Work instruction
Give the lines below again exactly, starting with the line that holds "asks the user." and going on through the line that holds "pub trait InteractiveAgent: Send".

Entries provided
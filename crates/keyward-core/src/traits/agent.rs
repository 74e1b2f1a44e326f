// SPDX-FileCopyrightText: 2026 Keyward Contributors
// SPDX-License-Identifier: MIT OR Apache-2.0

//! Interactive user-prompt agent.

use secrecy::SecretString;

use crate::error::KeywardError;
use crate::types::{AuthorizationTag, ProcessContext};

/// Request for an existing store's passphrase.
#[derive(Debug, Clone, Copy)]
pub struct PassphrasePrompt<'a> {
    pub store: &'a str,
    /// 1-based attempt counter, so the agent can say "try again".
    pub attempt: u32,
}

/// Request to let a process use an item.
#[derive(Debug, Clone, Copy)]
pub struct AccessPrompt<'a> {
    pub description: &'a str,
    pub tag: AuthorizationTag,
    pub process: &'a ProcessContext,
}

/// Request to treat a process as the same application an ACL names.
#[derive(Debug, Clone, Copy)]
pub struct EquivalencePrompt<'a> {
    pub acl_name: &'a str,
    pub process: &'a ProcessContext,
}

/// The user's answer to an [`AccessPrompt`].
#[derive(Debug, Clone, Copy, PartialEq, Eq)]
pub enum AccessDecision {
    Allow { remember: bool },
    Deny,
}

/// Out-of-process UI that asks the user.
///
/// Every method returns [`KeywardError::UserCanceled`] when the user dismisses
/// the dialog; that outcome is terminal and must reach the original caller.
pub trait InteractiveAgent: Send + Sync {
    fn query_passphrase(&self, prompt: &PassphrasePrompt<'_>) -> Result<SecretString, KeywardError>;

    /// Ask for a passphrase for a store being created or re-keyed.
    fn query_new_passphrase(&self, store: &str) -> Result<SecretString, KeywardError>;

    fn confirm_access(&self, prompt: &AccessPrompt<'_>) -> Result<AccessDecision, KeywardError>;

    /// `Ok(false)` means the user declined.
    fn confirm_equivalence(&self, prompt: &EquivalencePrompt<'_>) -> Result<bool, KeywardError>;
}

==

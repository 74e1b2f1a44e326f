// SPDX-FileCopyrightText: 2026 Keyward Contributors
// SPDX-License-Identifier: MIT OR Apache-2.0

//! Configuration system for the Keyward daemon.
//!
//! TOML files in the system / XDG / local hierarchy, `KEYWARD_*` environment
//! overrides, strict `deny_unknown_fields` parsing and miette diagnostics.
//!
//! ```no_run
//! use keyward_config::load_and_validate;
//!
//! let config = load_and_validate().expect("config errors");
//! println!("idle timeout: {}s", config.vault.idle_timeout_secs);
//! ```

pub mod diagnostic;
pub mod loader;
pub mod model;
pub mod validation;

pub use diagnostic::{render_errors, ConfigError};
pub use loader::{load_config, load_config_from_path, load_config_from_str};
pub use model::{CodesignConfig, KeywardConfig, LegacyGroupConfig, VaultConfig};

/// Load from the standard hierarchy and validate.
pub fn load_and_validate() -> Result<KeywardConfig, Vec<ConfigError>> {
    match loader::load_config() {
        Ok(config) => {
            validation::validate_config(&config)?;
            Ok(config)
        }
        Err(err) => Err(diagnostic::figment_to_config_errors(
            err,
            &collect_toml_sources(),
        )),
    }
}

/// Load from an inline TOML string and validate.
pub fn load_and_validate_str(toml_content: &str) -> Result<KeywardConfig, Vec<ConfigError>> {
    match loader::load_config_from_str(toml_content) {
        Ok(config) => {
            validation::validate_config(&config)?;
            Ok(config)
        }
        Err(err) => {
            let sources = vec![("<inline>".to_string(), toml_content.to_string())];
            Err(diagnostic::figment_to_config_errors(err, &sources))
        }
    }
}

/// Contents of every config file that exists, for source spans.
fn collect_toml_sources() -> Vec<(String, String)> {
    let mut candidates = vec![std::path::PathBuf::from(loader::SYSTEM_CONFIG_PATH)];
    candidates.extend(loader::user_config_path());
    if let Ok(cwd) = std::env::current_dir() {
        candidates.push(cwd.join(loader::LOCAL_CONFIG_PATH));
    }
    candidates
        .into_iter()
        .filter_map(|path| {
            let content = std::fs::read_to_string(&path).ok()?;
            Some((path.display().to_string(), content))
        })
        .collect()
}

Task solution
/// Out-of-process UI that asks the user.
///
/// Every method returns [`KeywardError::UserCanceled`] when the user dismisses
/// the dialog; that outcome is terminal and must reach the original caller.
pub trait InteractiveAgent: Send + Sync {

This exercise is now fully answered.